═══ Given information

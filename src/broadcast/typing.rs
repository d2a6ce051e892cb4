//! # Typing Indicators
//!
//! A low-stakes consumer of the signal bus: tracks which remote actors are
//! currently typing in a shared context. Each remote actor gets its own
//! expiry timer, held in an explicit timer table owned by the watcher —
//! actor A's timeout never affects actor B's visibility.

use std::collections::{HashMap, HashSet};
use std::sync::{Arc, Mutex, RwLock};
use std::time::Duration;

use serde_json::json;
use tokio::task::JoinHandle;

use super::{SignalBus, SignalSubscription};
use crate::errors::SyncResult;
use crate::event::SignalMessage;

/// Signal event name announcing that an actor is typing
pub const TYPING_EVENT: &str = "typing";

/// Signal event name announcing that an actor stopped typing
pub const STOPPED_TYPING_EVENT: &str = "stopped_typing";

/// Configuration for typing indicators
#[derive(Debug, Clone)]
pub struct TypingConfig {
    /// How long an actor stays visible without a renewed typing signal
    pub expiry: Duration,
}

impl Default for TypingConfig {
    fn default() -> Self {
        Self {
            expiry: Duration::from_millis(3000),
        }
    }
}

type TypingSet = Arc<RwLock<HashSet<String>>>;
type TimerTable = Arc<Mutex<HashMap<String, JoinHandle<()>>>>;

/// Watches a channel for typing signals from remote actors
pub struct TypingWatcher {
    bus: SignalBus,
    channel_name: String,
    local_actor: String,
    typing: TypingSet,
    timers: TimerTable,
    subscription: SignalSubscription,
}

impl TypingWatcher {
    /// Start watching `channel_name` as `local_actor`
    pub fn watch(bus: &SignalBus, channel_name: &str, local_actor: &str) -> SyncResult<Self> {
        Self::with_config(bus, channel_name, local_actor, TypingConfig::default())
    }

    /// Start watching with custom config
    pub fn with_config(
        bus: &SignalBus,
        channel_name: &str,
        local_actor: &str,
        config: TypingConfig,
    ) -> SyncResult<Self> {
        let typing: TypingSet = Arc::new(RwLock::new(HashSet::new()));
        let timers: TimerTable = Arc::new(Mutex::new(HashMap::new()));

        let subscription = {
            let typing = Arc::clone(&typing);
            let timers = Arc::clone(&timers);
            let local = local_actor.to_string();
            let expiry = config.expiry;
            bus.subscribe(channel_name, move |message| {
                handle_signal(&typing, &timers, &local, expiry, &message);
            })?
        };

        Ok(Self {
            bus: bus.clone(),
            channel_name: channel_name.to_string(),
            local_actor: local_actor.to_string(),
            typing,
            timers,
            subscription,
        })
    }

    /// Remote actors currently typing, sorted for stable display
    pub fn typing_actors(&self) -> Vec<String> {
        let mut actors: Vec<String> = self
            .typing
            .read()
            .map(|set| set.iter().cloned().collect())
            .unwrap_or_default();
        actors.sort();
        actors
    }

    /// Whether a specific actor is currently typing
    pub fn is_typing(&self, actor_id: &str) -> bool {
        self.typing
            .read()
            .map(|set| set.contains(actor_id))
            .unwrap_or(false)
    }

    /// Announce that the local actor is typing. Call repeatedly while
    /// typing continues; remote watchers re-arm their expiry on each
    /// signal.
    pub fn announce_typing(&self) -> SyncResult<()> {
        self.bus.send(
            &self.channel_name,
            TYPING_EVENT,
            json!({"actor_id": self.local_actor}),
        )
    }

    /// Announce that the local actor stopped typing
    pub fn announce_stopped(&self) -> SyncResult<()> {
        self.bus.send(
            &self.channel_name,
            STOPPED_TYPING_EVENT,
            json!({"actor_id": self.local_actor}),
        )
    }

    /// Stop watching: cancel every pending timer, clear the visible set,
    /// and close the subscription.
    pub fn stop(&self) {
        if let Ok(mut timers) = self.timers.lock() {
            for (_, timer) in timers.drain() {
                timer.abort();
            }
        }
        if let Ok(mut typing) = self.typing.write() {
            typing.clear();
        }
        self.subscription.unsubscribe();
    }
}

impl Drop for TypingWatcher {
    fn drop(&mut self) {
        self.stop();
    }
}

fn handle_signal(
    typing: &TypingSet,
    timers: &TimerTable,
    local_actor: &str,
    expiry: Duration,
    message: &SignalMessage,
) {
    let Some(actor) = message.payload.get("actor_id").and_then(|v| v.as_str()) else {
        return;
    };
    // No self-echo
    if actor == local_actor {
        return;
    }

    match message.event.as_str() {
        TYPING_EVENT => {
            if let Ok(mut set) = typing.write() {
                set.insert(actor.to_string());
            }
            arm_timer(typing, timers, actor, expiry);
        }
        STOPPED_TYPING_EVENT => {
            if let Ok(mut set) = typing.write() {
                set.remove(actor);
            }
            if let Ok(mut table) = timers.lock() {
                if let Some(timer) = table.remove(actor) {
                    timer.abort();
                }
            }
        }
        _ => {}
    }
}

/// (Re-)arm the expiry timer for one actor, cancelling any pending one
fn arm_timer(typing: &TypingSet, timers: &TimerTable, actor: &str, expiry: Duration) {
    let timer = tokio::spawn({
        let typing = Arc::clone(typing);
        let timers = Arc::clone(timers);
        let actor = actor.to_string();
        async move {
            tokio::time::sleep(expiry).await;
            if let Ok(mut set) = typing.write() {
                set.remove(&actor);
            }
            if let Ok(mut table) = timers.lock() {
                table.remove(&actor);
            }
        }
    });

    if let Ok(mut table) = timers.lock() {
        if let Some(previous) = table.insert(actor.to_string(), timer) {
            previous.abort();
        }
    }
}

══════

**Task description:** Go through the entries above and copy out every line that includes the word "JoinHandle".

**Response area:**
use tokio::task::JoinHandle;
type TimerTable = Arc<Mutex<HashMap<String, JoinHandle<()>>>>;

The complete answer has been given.